The menu might seem a bit hard to read at the beginning, but it is a simple X&Y axis system. Raw material on the X axis, cooking temperature on the Y axis. So you just have to choose which product you’d like to eat and then choose at what temperature you want it cooked. From 5 to 6 dishes per couple is the recommended amount.

ḦETTA Cuisine - Open Kitchen

Eight young and dynamic hands join efforts in a complete open kitchen to create wonders to eyes and palate. Olof Johansson (Swedish, executive chef), David Morera (Spanish, ex Dos Palillos), Alberto Sambinelli (Italian, ex Àbac) and Paola Pisciotti (Colombian, ex Pakta).
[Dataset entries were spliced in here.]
//! Execution Backends
//!
//! The seam between statement building and the store:
//!
//! - **QueryBackend**: async trait every backend implements
//! - **HttpBackend**: InfluxDB 1.x HTTP API over `reqwest`
//! - **Response**: envelope exposing store-reported errors

mod backend;
mod http;
mod response;

pub use backend::{HttpMethod, QueryBackend, RawResult};
pub use http::{HttpBackend, HttpBackendConfig};
pub use response::Response;
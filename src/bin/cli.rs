//! influxql CLI
//!
//! Command-line interface over the statement builder:
//! - Render statements without running them
//! - Run built or literal statements
//! - Write line-protocol points
//! - Check connectivity

use anyhow::{bail, Context};
use clap::{Args, Parser, Subcommand};
use std::path::PathBuf;

use influxql_builder::client::{HttpBackend, HttpBackendConfig};
use influxql_builder::query::{BulkInsert, Query, RangeOptions, RawQuery, Value};
use influxql_builder::{Config, RawResult, Response};

#[derive(Parser)]
#[command(name = "influxql")]
#[command(version = env!("CARGO_PKG_VERSION"))]
#[command(about = "Build and run InfluxQL statements")]
pub struct Cli {
    #[command(subcommand)]
    pub command: Commands,

    /// Config file (default: search the usual locations)
    #[arg(short, long, global = true)]
    pub config: Option<PathBuf>,

    /// Store URL, overriding the config
    #[arg(long, global = true)]
    pub url: Option<String>,

    /// Database, overriding the config
    #[arg(short, long, global = true)]
    pub database: Option<String>,

    /// Output format (table, json)
    #[arg(short, long, default_value = "table", global = true)]
    pub format: String,
}

#[derive(Subcommand)]
pub enum Commands {
    /// Print the statement a builder invocation renders
    Explain(StatementArgs),

    /// Build a statement and run it
    Query(StatementArgs),

    /// Run a statement exactly as written
    Raw {
        /// Statement text
        statement: String,
    },

    /// Write line-protocol points
    Write {
        /// File holding the points (default: stdin)
        #[arg(short, long)]
        input: Option<PathBuf>,
    },

    /// Check that the store is reachable
    Ping,

    /// Generate default config file
    Config {
        /// Output path (default: stdout)
        #[arg(short, long)]
        output: Option<PathBuf>,
    },
}

#[derive(Args, Debug, Default)]
pub struct StatementArgs {
    /// Measurements to read from
    #[arg(required = true)]
    pub measurements: Vec<String>,

    /// Fields to select (comma-separated or repeated)
    #[arg(short, long)]
    pub select: Vec<String>,

    /// Aggregation applied to a field, e.g. mean=usage
    #[arg(short, long)]
    pub aggregate: Vec<String>,

    /// Filters in field__lookup=value form, e.g. usage__gte=90
    #[arg(short = 'w', long = "where")]
    pub filters: Vec<String>,

    /// Excluded filters in field__lookup=value form
    #[arg(short = 'x', long)]
    pub exclude: Vec<String>,

    /// Only points newer than this interval, e.g. 1h
    #[arg(long)]
    pub last: Option<String>,

    /// Tags to group by
    #[arg(short, long)]
    pub group_by: Vec<String>,

    /// Time bucket width, e.g. 5m
    #[arg(short, long)]
    pub interval: Option<String>,

    /// Offset of the time buckets, e.g. 15m
    #[arg(long)]
    pub shift: Option<String>,

    /// Value for empty time buckets
    #[arg(long)]
    pub fill: Option<i64>,

    /// Sort field; prefix with '-' for descending
    #[arg(short, long)]
    pub order_by: Option<String>,

    #[arg(short, long)]
    pub limit: Option<i64>,

    #[arg(long)]
    pub offset: Option<i64>,

    #[arg(long)]
    pub slimit: Option<i64>,

    #[arg(long)]
    pub soffset: Option<i64>,

    /// IANA timezone for the result timestamps
    #[arg(long)]
    pub tz: Option<String>,
}

#[tokio::main]
async fn main() -> anyhow::Result<()> {
    let cli = Cli::parse();

    let mut config = match &cli.config {
        Some(path) => Config::load_with_env(path)?,
        None => Config::load_default(),
    };
    if let Some(url) = &cli.url {
        config.influxdb.url = url.clone();
    }
    if let Some(database) = &cli.database {
        config.influxdb.database = Some(database.clone());
    }

    if let Err(e) = influxql_builder::logging::init(&config.logging) {
        eprintln!("Logging disabled: {}", e);
    }

    match cli.command {
        Commands::Explain(args) => {
            let query = build_query(&args, None)?;
            println!("{}", query.explain());
        }

        Commands::Query(args) => {
            let backend = connect(&config)?;
            let query = build_query(&args, config.influxdb.database.clone())?;
            tracing::info!(statement = %query, "Running query");
            let result = query.evaluate(&backend).await?;
            print_result(&result, &cli.format)?;
        }

        Commands::Raw { statement } => {
            let backend = connect(&config)?;
            let mut raw = RawQuery::new(statement);
            if let Some(database) = &config.influxdb.database {
                raw = raw.database(database.clone());
            }
            let result = raw.execute(&backend).await?;
            Response::new(result.clone()).raise_if_error()?;
            print_result(&result, &cli.format)?;
        }

        Commands::Write { input } => {
            let points = match input {
                Some(path) => std::fs::read_to_string(&path)
                    .with_context(|| format!("Failed to read {:?}", path))?,
                None => std::io::read_to_string(std::io::stdin())?,
            };
            let lines = points.lines().filter(|l| !l.trim().is_empty()).count();
            if lines == 0 {
                bail!("No points to write");
            }

            let backend = connect(&config)?;
            let mut insert = BulkInsert::new(points);
            if let Some(database) = &config.influxdb.database {
                insert = insert.database(database.clone());
            }
            insert.execute(&backend).await?;
            println!("Wrote {} points", lines);
        }

        Commands::Ping => {
            let backend = connect(&config)?;
            match backend.ping().await {
                Ok(()) => println!("{} is reachable", config.influxdb.url),
                Err(e) => {
                    eprintln!("Cannot reach {}", config.influxdb.url);
                    eprintln!("Error: {}", e);
                    std::process::exit(1);
                }
            }
        }

        Commands::Config { output } => {
            let config = influxql_builder::config::generate_default_config();

            match output {
                Some(path) => {
                    if let Some(parent) = path.parent() {
                        std::fs::create_dir_all(parent)?;
                    }
                    std::fs::write(&path, &config)?;
                    println!("Config written to {:?}", path);
                }
                None => {
                    print!("{}", config);
                }
            }
        }
    }

    Ok(())
}

fn connect(config: &Config) -> anyhow::Result<HttpBackend> {
    Ok(HttpBackend::new(HttpBackendConfig::from(&config.influxdb))?)
}

fn build_query(args: &StatementArgs, database: Option<String>) -> anyhow::Result<Query> {
    let mut query = match database {
        Some(database) => Query::with_database(database),
        None => Query::new(),
    };

    let fields: Vec<&str> = args
        .select
        .iter()
        .flat_map(|s| s.split(','))
        .map(str::trim)
        .filter(|s| !s.is_empty())
        .collect();
    if !fields.is_empty() {
        query.select(fields)?;
    }

    for pair in &args.aggregate {
        let (func, field) = split_pair(pair)?;
        match func.to_ascii_lowercase().as_str() {
            "count" => query.count(field.split(','))?,
            "integral" => query.integral(field.split(','))?,
            "distinct" => query.distinct(field)?,
            "mean" => query.mean(field)?,
            "median" => query.median(field)?,
            "mode" => query.mode(field)?,
            "spread" => query.spread(field)?,
            "stddev" => query.std_dev(field)?,
            "sum" => query.sum(field)?,
            other => bail!("Unknown aggregation: {}", other),
        };
    }

    query.from_measurements(args.measurements.iter().cloned())?;

    for pair in &args.filters {
        let (key, value) = split_pair(pair)?;
        query.filter_by(key, parse_value(key, value))?;
    }
    for pair in &args.exclude {
        let (key, value) = split_pair(pair)?;
        query.exclude_by(key, parse_value(key, value))?;
    }
    if let Some(last) = &args.last {
        query.filter_by("time__gte", influxql_builder::Now::minus(last.as_str())?)?;
    }

    match &args.interval {
        Some(interval) => {
            let mut options = RangeOptions::new().tags(args.group_by.iter().cloned());
            if let Some(shift) = &args.shift {
                options = options.shift(shift.as_str());
            }
            if let Some(fill) = args.fill {
                options = options.fill(fill);
            }
            query.range_by(interval.as_str(), options)?;
        }
        None if args.shift.is_some() || args.fill.is_some() => {
            bail!("--shift and --fill require --interval");
        }
        None if !args.group_by.is_empty() => {
            query.group_by(args.group_by.iter().cloned())?;
        }
        None => {}
    }

    if let Some(field) = &args.order_by {
        query.order_by(field)?;
    }
    if let Some(n) = args.limit {
        query.limit(n)?;
    }
    if let Some(n) = args.offset {
        query.offset(n)?;
    }
    if let Some(n) = args.slimit {
        query.slimit(n)?;
    }
    if let Some(n) = args.soffset {
        query.soffset(n)?;
    }
    if let Some(tz) = &args.tz {
        query.tz(tz)?;
    }

    Ok(query)
}

fn split_pair(pair: &str) -> anyhow::Result<(&str, &str)> {
    pair.split_once('=')
        .with_context(|| format!("Expected key=value, got '{}'", pair))
}

/// Numbers and booleans keep their type; list lookups split on commas
fn parse_value(key: &str, raw: &str) -> Value {
    if key.ends_with("__in") || key.ends_with("__range") {
        return Value::List(raw.split(',').map(|item| parse_scalar(item.trim())).collect());
    }
    parse_scalar(raw)
}

fn parse_scalar(raw: &str) -> Value {
    if let Ok(n) = raw.parse::<i64>() {
        Value::Int(n)
    } else if let Ok(f) = raw.parse::<f64>() {
        Value::Float(f)
    } else if let Ok(b) = raw.parse::<bool>() {
        Value::Bool(b)
    } else {
        Value::Str(raw.to_string())
    }
}

fn print_result(result: &RawResult, format: &str) -> anyhow::Result<()> {
    if format == "json" {
        println!("{}", serde_json::to_string_pretty(result)?);
        return Ok(());
    }

    let response = Response::new(result.clone());
    let series = response.series();
    if series.is_empty() {
        println!("No data");
        return Ok(());
    }

    for s in series {
        println!("name: {}", s["name"].as_str().unwrap_or("-"));
        if let Some(tags) = s["tags"].as_object() {
            let tags: Vec<String> = tags.iter().map(|(k, v)| format!("{}={}", k, cell(v))).collect();
            println!("tags: {}", tags.join(", "));
        }

        let columns: Vec<&str> = s["columns"]
            .as_array()
            .map(|cols| cols.iter().filter_map(|c| c.as_str()).collect())
            .unwrap_or_default();
        let header: Vec<String> = columns.iter().map(|c| format!("{:<22}", c)).collect();
        println!("{}", header.join(" | "));
        println!("{}", "-".repeat(columns.len() * 25));

        for row in s["values"].as_array().into_iter().flatten() {
            let cells: Vec<String> = row
                .as_array()
                .into_iter()
                .flatten()
                .map(|v| format!("{:<22}", cell(v)))
                .collect();
            println!("{}", cells.join(" | "));
        }
        println!();
    }
    Ok(())
}

fn cell(value: &serde_json::Value) -> String {
    match value {
        serde_json::Value::Null => "-".to_string(),
        serde_json::Value::String(s) => s.clone(),
        other => other.to_string(),
    }
}
//! InfluxDB HTTP Backend
//!
//! Sends statements to the InfluxDB 1.x HTTP API:
//!
//! ```text
//! GET|POST /query?q=<statement>&db=<database>
//! POST     /write?db=<database>          (line protocol body)
//! GET      /ping
//! ```

use async_trait::async_trait;
use reqwest::{Client, RequestBuilder, StatusCode};

use crate::client::backend::{HttpMethod, QueryBackend, RawResult};
use crate::config::InfluxConfig;
use crate::query::{QueryError, QueryResult};

/// Configuration for the HTTP backend
#[derive(Debug, Clone)]
pub struct HttpBackendConfig {
    /// Base URL of the store (e.g., "http://localhost:8086")
    pub base_url: String,
    /// Database used when a statement names none
    pub database: Option<String>,
    /// Basic-auth user
    pub username: Option<String>,
    /// Basic-auth password
    pub password: Option<String>,
    /// Request timeout in milliseconds
    pub request_timeout_ms: u64,
}

impl Default for HttpBackendConfig {
    fn default() -> Self {
        Self {
            base_url: "http://localhost:8086".to_string(),
            database: None,
            username: None,
            password: None,
            request_timeout_ms: 10_000,
        }
    }
}

impl From<&InfluxConfig> for HttpBackendConfig {
    fn from(config: &InfluxConfig) -> Self {
        Self {
            base_url: config.url.clone(),
            database: config.database.clone(),
            username: config.username.clone(),
            password: config.password.clone(),
            request_timeout_ms: config.request_timeout_ms,
        }
    }
}

/// [`QueryBackend`] over the InfluxDB HTTP API
pub struct HttpBackend {
    client: Client,
    config: HttpBackendConfig,
}

impl HttpBackend {
    /// Create a new backend with the given configuration
    pub fn new(config: HttpBackendConfig) -> QueryResult<Self> {
        let client = Client::builder()
            .timeout(std::time::Duration::from_millis(config.request_timeout_ms))
            .build()?;

        Ok(Self { client, config })
    }

    /// Get the current configuration
    pub fn config(&self) -> &HttpBackendConfig {
        &self.config
    }

    /// Check if the store is reachable
    pub async fn ping(&self) -> QueryResult<()> {
        let response = self
            .client
            .get(self.endpoint("ping"))
            .send()
            .await
            .map_err(classify)?;

        if response.status().is_success() {
            Ok(())
        } else {
            Err(QueryError::Unavailable)
        }
    }

    fn endpoint(&self, path: &str) -> String {
        format!("{}/{}", self.config.base_url.trim_end_matches('/'), path)
    }

    fn database<'a>(&'a self, database: Option<&'a str>) -> Option<&'a str> {
        database.or(self.config.database.as_deref())
    }

    fn authenticate(&self, request: RequestBuilder) -> RequestBuilder {
        match &self.config.username {
            Some(user) => request.basic_auth(user, self.config.password.as_deref()),
            None => request,
        }
    }

    /// Send a request and decode the JSON body
    async fn send(&self, request: RequestBuilder) -> QueryResult<RawResult> {
        let request_id = uuid::Uuid::new_v4();
        let started = std::time::Instant::now();

        let response = self.authenticate(request).send().await.map_err(classify)?;
        let status = response.status();

        tracing::debug!(
            request_id = %request_id,
            status = status.as_u16(),
            elapsed_ms = started.elapsed().as_millis() as u64,
            "Backend request finished"
        );

        let text = response.text().await.map_err(classify)?;

        if !status.is_success() {
            tracing::warn!(request_id = %request_id, status = status.as_u16(), "Backend rejected request");
            return Err(QueryError::Api {
                status: status.as_u16(),
                message: text,
            });
        }

        if status == StatusCode::NO_CONTENT || text.trim().is_empty() {
            return Ok(RawResult::Null);
        }

        Ok(serde_json::from_str(&text)?)
    }
}

/// Map a transport error onto the error taxonomy
fn classify(e: reqwest::Error) -> QueryError {
    if e.is_timeout() {
        QueryError::Timeout
    } else if e.is_connect() {
        QueryError::Unavailable
    } else {
        QueryError::Request(e)
    }
}

#[async_trait]
impl QueryBackend for HttpBackend {
    async fn execute_query(
        &self,
        statement: &str,
        method: HttpMethod,
        database: Option<&str>,
    ) -> QueryResult<RawResult> {
        let mut params = vec![("q", statement)];
        if let Some(db) = self.database(database) {
            params.push(("db", db));
        }

        tracing::info!(method = %method, database = ?self.database(database), "Executing statement");

        let url = self.endpoint("query");
        let request = match method {
            HttpMethod::Get => self.client.get(url).query(&params),
            HttpMethod::Post => self.client.post(url).form(&params),
        };

        self.send(request).await
    }

    async fn write_points(&self, points: &str, database: Option<&str>) -> QueryResult<RawResult> {
        let mut request = self.client.post(self.endpoint("write"));
        if let Some(db) = self.database(database) {
            request = request.query(&[("db", db)]);
        }

        tracing::info!(
            database = ?self.database(database),
            lines = points.lines().count(),
            "Writing points"
        );

        self.send(request.body(points.to_string())).await
    }
}
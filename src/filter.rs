use crate::parser::{Parsed, Parser, ParsingResult};

/// Parser that keeps only the results whose value satisfies a predicate
pub struct FilterParser<P, F> {
    parser: P,
    predicate: F,
}

impl<P, F> FilterParser<P, F> {
    pub fn new(parser: P, predicate: F) -> Self {
        Self { parser, predicate }
    }
}

impl<'code, P, F, T> Parser<'code> for FilterParser<P, F>
where
    P: Parser<'code, Output = T>,
    F: Fn(&T) -> bool,
{
    type Output = T;

    fn parse(&self, input: &'code str) -> Parsed<'code, Self::Output> {
        let mut results = self.parser.parse(input);
        results.retain(|result| (self.predicate)(&result.parsed));
        results
    }
}

/// Parser that maps every value through a fallible function
///
/// Results for which the function returns `None` are dropped, so a value that
/// cannot be represented turns into "no parse" rather than a panic.
pub struct FilterMapParser<P, F> {
    parser: P,
    mapper: F,
}

impl<P, F> FilterMapParser<P, F> {
    pub fn new(parser: P, mapper: F) -> Self {
        Self { parser, mapper }
    }
}

impl<'code, P, F, T, U> Parser<'code> for FilterMapParser<P, F>
where
    P: Parser<'code, Output = T>,
    F: Fn(T) -> Option<U>,
{
    type Output = U;

    fn parse(&self, input: &'code str) -> Parsed<'code, Self::Output> {
        self.parser
            .parse(input)
            .into_iter()
            .filter_map(|result| {
                let unparsed = result.unparsed;
                (self.mapper)(result.parsed).map(|parsed| ParsingResult::new(parsed, unparsed))
            })
            .collect()
    }
}

/// Extension trait to add filter methods to all parsers
pub trait FilterExt<'code>: Parser<'code> {
    fn filter<F>(self, predicate: F) -> FilterParser<Self, F>
    where
        F: Fn(&Self::Output) -> bool,
    {
        FilterParser::new(self, predicate)
    }

    fn filter_map<F, U>(self, mapper: F) -> FilterMapParser<Self, F>
    where
        F: Fn(Self::Output) -> Option<U>,
    {
        FilterMapParser::new(self, mapper)
    }
}

impl<'code, P: Parser<'code>> FilterExt<'code> for P {}

/// Convenience function to create a filtered parser
pub fn filter<'code, P, F>(parser: P, predicate: F) -> FilterParser<P, F>
where
    P: Parser<'code>,
    F: Fn(&P::Output) -> bool,
{
    FilterParser::new(parser, predicate)
}

/// Convenience function to create a filter-mapped parser
pub fn filter_map<'code, P, F, U>(parser: P, mapper: F) -> FilterMapParser<P, F>
where
    P: Parser<'code>,
    F: Fn(P::Output) -> Option<U>,
{
    FilterMapParser::new(parser, mapper)
}
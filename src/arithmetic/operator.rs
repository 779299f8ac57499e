use crate::filter::FilterExt;
use crate::parser::Parser;
use crate::utf8::char::one_of;

/// Binary arithmetic operator
#[derive(Debug, Clone, Copy, PartialEq, Eq)]
pub enum Operator {
    Add,
    Subtract,
    Multiply,
    Divide,
}

impl Operator {
    pub fn from_symbol(symbol: char) -> Option<Self> {
        match symbol {
            '+' => Some(Operator::Add),
            '-' => Some(Operator::Subtract),
            '*' => Some(Operator::Multiply),
            '/' => Some(Operator::Divide),
            _ => None,
        }
    }

    pub fn symbol(self) -> char {
        match self {
            Operator::Add => '+',
            Operator::Subtract => '-',
            Operator::Multiply => '*',
            Operator::Divide => '/',
        }
    }

    /// Apply the operator, or `None` on overflow and division by zero
    ///
    /// Division truncates toward zero.
    pub fn apply(self, lhs: i64, rhs: i64) -> Option<i64> {
        match self {
            Operator::Add => lhs.checked_add(rhs),
            Operator::Subtract => lhs.checked_sub(rhs),
            Operator::Multiply => lhs.checked_mul(rhs),
            Operator::Divide => lhs.checked_div(rhs),
        }
    }
}

/// Parser for one operator out of `symbols`
pub fn operator(symbols: &'static str) -> impl for<'code> Parser<'code, Output = Operator> {
    one_of(symbols).filter_map(Operator::from_symbol)
}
The fact that you can see every movement and hear every chef’s instruction, makes the overall a great experience. Coolest detail is, in a space where kitchen tables and dining rooms merge, there’s no place for waiters, the same chef brings your dish to your table and makes the pertinent explanation.

ḦETTA Cuisine - Kitchen

I’ll leave you with our choice.

We started off with a Tuna tataki with tartar sauce, served by the very same chef who created it and topped it with grated raifort root, which smells like wasabi:

ḦETTA Cuisine - Tuna Tataki

Followed by a Classic steak tartare, all hand cut, with Italian wild capers and beet dice:

ḦETTA Cuisine - Steak Tartar

Then Fried asparagus with stracciatella and pistachio oil:

ḦETTA Cuisine - Asparagus

Egg yolk noodles with mushrooms and duck broth poured by the cef right at the table:

ḦETTA Cuisine - Yolk Noodles

The Ossobuco. The hole of the bone is filled with stewed meat mixed with marrow, topped with pickled cucumber. The chef that brings it to the table fires a blowtorch to smoke the rosemary which will leave a delicious smell in the room for a few seconds.

ḦETTA Cuisine - Ossobuco

Here comes my favourite part: dessert!! You’ll realize the dessert menu is quite limited and there is an explanation for that. Hetta considers the first time one goes, the menu might seem a little overwhelming or a bit complicated, you have to think twice before your final decision. So by the time you get to dessert they wanted it to be the simplest choice. Ice cream, and tartlet with fresh fruit.

We ordered the traditional cream tart with fresh fruit. The story behind it: the father of Alberto Sambinelli, Italian from Torino, is the creator of the recipe that has passed down to his son, who now creates this amazing tart at Hetta:

ḦETTA Cuisine - Dessert

We washed everything down with El Marciano, a young red wine from Castilla-León (26€):

ḦETTA Cuisine - Wine el Marciano

To thank Ezequiel Trigos, head of hall and sumiller, and Lua Costa, who guided us through an extensive menu, solved our doubts and explained us the idea behind it all.

Since the menu changes every season, I’m eating at Hetta at least 3 more times this year!